:: Goal of the exercise ::
Copy out, from the data, each line containing the string "match".

[Exercise materials — start]

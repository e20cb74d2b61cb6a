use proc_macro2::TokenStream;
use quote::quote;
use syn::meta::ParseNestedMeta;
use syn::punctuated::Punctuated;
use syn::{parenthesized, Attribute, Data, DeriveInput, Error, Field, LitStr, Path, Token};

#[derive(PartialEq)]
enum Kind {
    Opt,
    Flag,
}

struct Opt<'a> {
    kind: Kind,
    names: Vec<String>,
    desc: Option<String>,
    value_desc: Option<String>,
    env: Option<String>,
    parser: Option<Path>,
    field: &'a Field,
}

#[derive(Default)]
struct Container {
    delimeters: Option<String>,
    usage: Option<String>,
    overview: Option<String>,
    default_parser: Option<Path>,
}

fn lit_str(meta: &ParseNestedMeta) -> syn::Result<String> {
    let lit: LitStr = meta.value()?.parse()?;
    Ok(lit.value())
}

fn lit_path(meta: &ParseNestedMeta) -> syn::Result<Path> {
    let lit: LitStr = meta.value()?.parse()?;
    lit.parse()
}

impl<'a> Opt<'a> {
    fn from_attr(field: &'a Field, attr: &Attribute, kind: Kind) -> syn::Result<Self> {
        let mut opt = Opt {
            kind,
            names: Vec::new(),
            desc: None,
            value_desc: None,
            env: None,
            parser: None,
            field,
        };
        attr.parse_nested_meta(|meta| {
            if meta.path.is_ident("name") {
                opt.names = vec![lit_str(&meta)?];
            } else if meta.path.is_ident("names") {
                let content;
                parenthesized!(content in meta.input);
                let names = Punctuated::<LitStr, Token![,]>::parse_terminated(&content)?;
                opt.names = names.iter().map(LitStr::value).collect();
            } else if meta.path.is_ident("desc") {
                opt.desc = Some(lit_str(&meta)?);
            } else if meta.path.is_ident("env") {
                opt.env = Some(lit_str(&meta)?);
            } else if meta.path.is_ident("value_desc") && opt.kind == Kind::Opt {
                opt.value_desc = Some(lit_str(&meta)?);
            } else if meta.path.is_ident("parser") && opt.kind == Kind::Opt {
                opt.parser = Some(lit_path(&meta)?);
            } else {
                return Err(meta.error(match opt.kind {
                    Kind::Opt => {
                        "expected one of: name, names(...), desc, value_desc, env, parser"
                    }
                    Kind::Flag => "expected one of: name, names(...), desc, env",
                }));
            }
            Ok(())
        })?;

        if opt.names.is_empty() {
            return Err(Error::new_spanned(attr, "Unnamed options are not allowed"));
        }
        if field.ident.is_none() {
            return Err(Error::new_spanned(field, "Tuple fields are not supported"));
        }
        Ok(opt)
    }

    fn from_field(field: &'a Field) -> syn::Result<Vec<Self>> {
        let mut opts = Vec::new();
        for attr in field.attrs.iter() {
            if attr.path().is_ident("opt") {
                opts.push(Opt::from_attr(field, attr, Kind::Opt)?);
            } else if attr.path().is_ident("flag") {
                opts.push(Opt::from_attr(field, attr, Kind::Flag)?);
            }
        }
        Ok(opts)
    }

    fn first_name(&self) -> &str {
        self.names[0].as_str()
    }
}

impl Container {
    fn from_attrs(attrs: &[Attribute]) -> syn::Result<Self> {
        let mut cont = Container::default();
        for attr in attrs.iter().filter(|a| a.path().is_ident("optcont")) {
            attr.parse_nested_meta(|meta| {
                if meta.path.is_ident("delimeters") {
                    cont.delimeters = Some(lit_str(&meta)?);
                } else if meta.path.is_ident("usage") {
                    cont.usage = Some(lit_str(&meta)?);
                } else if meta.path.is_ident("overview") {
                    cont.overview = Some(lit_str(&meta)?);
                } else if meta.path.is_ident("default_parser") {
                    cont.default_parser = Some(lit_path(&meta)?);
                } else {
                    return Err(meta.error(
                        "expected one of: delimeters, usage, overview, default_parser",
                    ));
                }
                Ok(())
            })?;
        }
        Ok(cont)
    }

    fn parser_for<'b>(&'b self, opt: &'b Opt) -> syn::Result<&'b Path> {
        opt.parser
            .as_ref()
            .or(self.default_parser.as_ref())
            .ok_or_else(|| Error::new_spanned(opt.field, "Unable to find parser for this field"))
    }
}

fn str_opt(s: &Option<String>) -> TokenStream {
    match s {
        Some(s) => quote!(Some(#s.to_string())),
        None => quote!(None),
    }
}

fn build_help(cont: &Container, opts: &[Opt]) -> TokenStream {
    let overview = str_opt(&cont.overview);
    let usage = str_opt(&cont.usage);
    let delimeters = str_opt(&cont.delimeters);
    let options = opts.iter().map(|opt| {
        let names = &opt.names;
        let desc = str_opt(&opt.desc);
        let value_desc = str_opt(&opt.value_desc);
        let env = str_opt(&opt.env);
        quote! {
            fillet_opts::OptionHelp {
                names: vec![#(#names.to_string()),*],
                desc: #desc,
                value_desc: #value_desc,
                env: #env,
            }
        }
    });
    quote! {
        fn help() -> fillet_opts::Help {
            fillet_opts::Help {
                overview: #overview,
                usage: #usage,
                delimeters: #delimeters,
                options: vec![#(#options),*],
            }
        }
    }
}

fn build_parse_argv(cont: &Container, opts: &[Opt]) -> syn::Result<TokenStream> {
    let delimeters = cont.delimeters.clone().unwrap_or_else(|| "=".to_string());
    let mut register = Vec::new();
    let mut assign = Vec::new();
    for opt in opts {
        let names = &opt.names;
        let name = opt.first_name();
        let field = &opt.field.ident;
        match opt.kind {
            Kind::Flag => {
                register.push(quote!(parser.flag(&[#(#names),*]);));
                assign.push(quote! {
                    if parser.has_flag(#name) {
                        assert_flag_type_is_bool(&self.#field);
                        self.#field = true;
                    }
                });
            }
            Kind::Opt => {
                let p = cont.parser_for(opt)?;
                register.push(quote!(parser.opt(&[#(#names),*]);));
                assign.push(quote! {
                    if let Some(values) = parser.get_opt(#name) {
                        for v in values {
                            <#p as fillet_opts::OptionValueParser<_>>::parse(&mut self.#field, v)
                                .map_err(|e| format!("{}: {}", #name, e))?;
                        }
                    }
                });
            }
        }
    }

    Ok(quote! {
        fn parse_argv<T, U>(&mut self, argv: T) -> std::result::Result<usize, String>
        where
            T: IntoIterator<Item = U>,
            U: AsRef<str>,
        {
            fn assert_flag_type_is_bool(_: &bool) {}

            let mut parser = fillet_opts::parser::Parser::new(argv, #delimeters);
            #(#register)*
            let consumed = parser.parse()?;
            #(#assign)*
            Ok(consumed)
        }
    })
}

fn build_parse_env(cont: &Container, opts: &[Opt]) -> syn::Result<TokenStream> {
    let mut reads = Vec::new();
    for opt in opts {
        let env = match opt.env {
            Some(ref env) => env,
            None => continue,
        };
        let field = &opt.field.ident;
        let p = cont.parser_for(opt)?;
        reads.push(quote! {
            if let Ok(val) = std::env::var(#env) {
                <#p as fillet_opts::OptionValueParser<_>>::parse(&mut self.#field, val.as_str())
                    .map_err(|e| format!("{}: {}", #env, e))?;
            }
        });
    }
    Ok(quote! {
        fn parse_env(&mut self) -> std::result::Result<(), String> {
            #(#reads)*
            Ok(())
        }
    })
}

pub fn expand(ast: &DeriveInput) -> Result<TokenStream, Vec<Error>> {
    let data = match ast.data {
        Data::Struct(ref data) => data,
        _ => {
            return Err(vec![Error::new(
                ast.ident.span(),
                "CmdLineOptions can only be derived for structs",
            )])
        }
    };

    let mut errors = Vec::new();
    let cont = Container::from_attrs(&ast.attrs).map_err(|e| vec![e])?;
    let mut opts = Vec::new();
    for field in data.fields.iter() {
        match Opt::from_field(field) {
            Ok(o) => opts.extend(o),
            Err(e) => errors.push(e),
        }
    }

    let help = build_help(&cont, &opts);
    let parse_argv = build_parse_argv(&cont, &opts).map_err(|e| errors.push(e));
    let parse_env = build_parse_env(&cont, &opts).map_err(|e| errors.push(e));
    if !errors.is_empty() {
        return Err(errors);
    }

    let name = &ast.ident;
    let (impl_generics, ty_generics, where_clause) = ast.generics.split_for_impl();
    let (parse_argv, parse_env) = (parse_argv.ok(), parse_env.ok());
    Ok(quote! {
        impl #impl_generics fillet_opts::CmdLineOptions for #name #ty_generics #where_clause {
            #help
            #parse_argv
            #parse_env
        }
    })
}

[Exercise materials — finish]

:: Answer to the exercise ::
                return Err(meta.error(match opt.kind {
    match s {
        match opt.kind {
        let env = match opt.env {
    let data = match ast.data {
        match Opt::from_field(field) {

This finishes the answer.